*ASSIGNED TASK*
Search the listing for the string "errors" and copy every line that contains it.

*MATERIAL FOR THIS TASK*
********
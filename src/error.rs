//! # Error Handling
//!
//! This module defines the error types used throughout the store. A single
//! error enum ([`Error`]) represents all failure modes, which keeps function
//! signatures simple and lets callers handle failures uniformly.
//!
//! ## Error Categories
//!
//! | Category | Examples | Typical Response |
//! |----------|----------|------------------|
//! | Read failure | Missing field, shape mismatch | Fix the query or populate the cache |
//! | Backend | SQLite error, corrupt stored record | Log and investigate |
//! | Contract | Batch result length mismatch | Fix the backend implementation |
//! | Lifecycle | Transaction dropped mid-flight | Retry in a new transaction |
//!
//! ## Why `Clone`?
//!
//! A single batched backend load serves many coalesced waiters. When the
//! batch fails, every waiter must receive the failure, so the error type is
//! cloneable. This is also why foreign errors (`rusqlite`, `serde_json`)
//! fold into [`Error::Backend`] as text instead of being wrapped by value:
//! neither foreign type implements `Clone`. The message is preserved
//! unchanged.

use thiserror::Error;

// =============================================================================
// Error Type
// =============================================================================

/// All errors that can occur in store operations.
#[derive(Error, Debug, Clone, PartialEq, Eq)]
pub enum Error {
    // =========================================================================
    // Read Failures (the query asked for something the cache cannot supply)
    // =========================================================================
    /// A selected field has no value at the given response path.
    ///
    /// Raised identically by normalization (payload is missing a selected
    /// field) and by reads (record is missing a selected field, or a
    /// reference points at a record that is not in the store).
    #[error("missing value at '{path}'")]
    MissingValue {
        /// Dotted response path of the absent value, e.g. `hero.friends.0.name`.
        path: String,
    },

    /// A stored or payload value does not match the shape the selection
    /// declares, e.g. a scalar where a sub-selection expects an object.
    #[error("type mismatch at '{path}': expected {expected}, found {found}")]
    TypeMismatch {
        /// Dotted response path of the mismatched value.
        path: String,
        /// The shape the selection declares.
        expected: &'static str,
        /// A short description of the value actually present.
        found: String,
    },

    /// An argument refers to a variable the operation did not supply.
    #[error("undefined variable '${name}'")]
    UndefinedVariable {
        /// The variable name, without the `$` sigil.
        name: String,
    },

    // =========================================================================
    // Backend Failures (propagated unchanged, as text)
    // =========================================================================
    /// A record store backend operation failed.
    ///
    /// Wraps SQLite errors, codec failures on corrupt stored records, and
    /// closed-channel conditions when a backend worker has shut down.
    #[error("record store error: {0}")]
    Backend(String),

    // =========================================================================
    // Contract Violations (a pluggable piece broke its interface promise)
    // =========================================================================
    /// A batched load returned a result list whose length differs from the
    /// key list it was given. Results are paired by position, so a length
    /// mismatch makes every pairing meaningless; the whole batch fails.
    #[error("batch load contract violation: {expected} keys requested, {actual} values returned")]
    BatchContract {
        /// Number of keys in the dispatched batch.
        expected: usize,
        /// Number of values the backend returned.
        actual: usize,
    },

    // =========================================================================
    // Lifecycle
    // =========================================================================
    /// A pending load's transaction was dropped before the load resolved.
    ///
    /// In-flight reads fail with this rather than observing torn state.
    #[error("transaction dropped with loads still pending")]
    TransactionDropped,
}

impl Error {
    /// Builds a [`Error::Backend`] from any displayable error.
    pub fn backend(err: impl std::fmt::Display) -> Self {
        Error::Backend(err.to_string())
    }
}

impl From<rusqlite::Error> for Error {
    fn from(err: rusqlite::Error) -> Self {
        Error::Backend(err.to_string())
    }
}

impl From<serde_json::Error> for Error {
    fn from(err: serde_json::Error) -> Self {
        Error::Backend(err.to_string())
    }
}

// =============================================================================
// Result Type Alias
// =============================================================================

/// A `Result` type alias using [`Error`] as the error type.
pub type Result<T> = std::result::Result<T, Error>;

// =============================================================================
// Tests
// =============================================================================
********
*ANSWER TO THIS TASK*
//! cloneable. This is also why foreign errors (`rusqlite`, `serde_json`)
/// All errors that can occur in store operations.
    /// Wraps SQLite errors, codec failures on corrupt stored records, and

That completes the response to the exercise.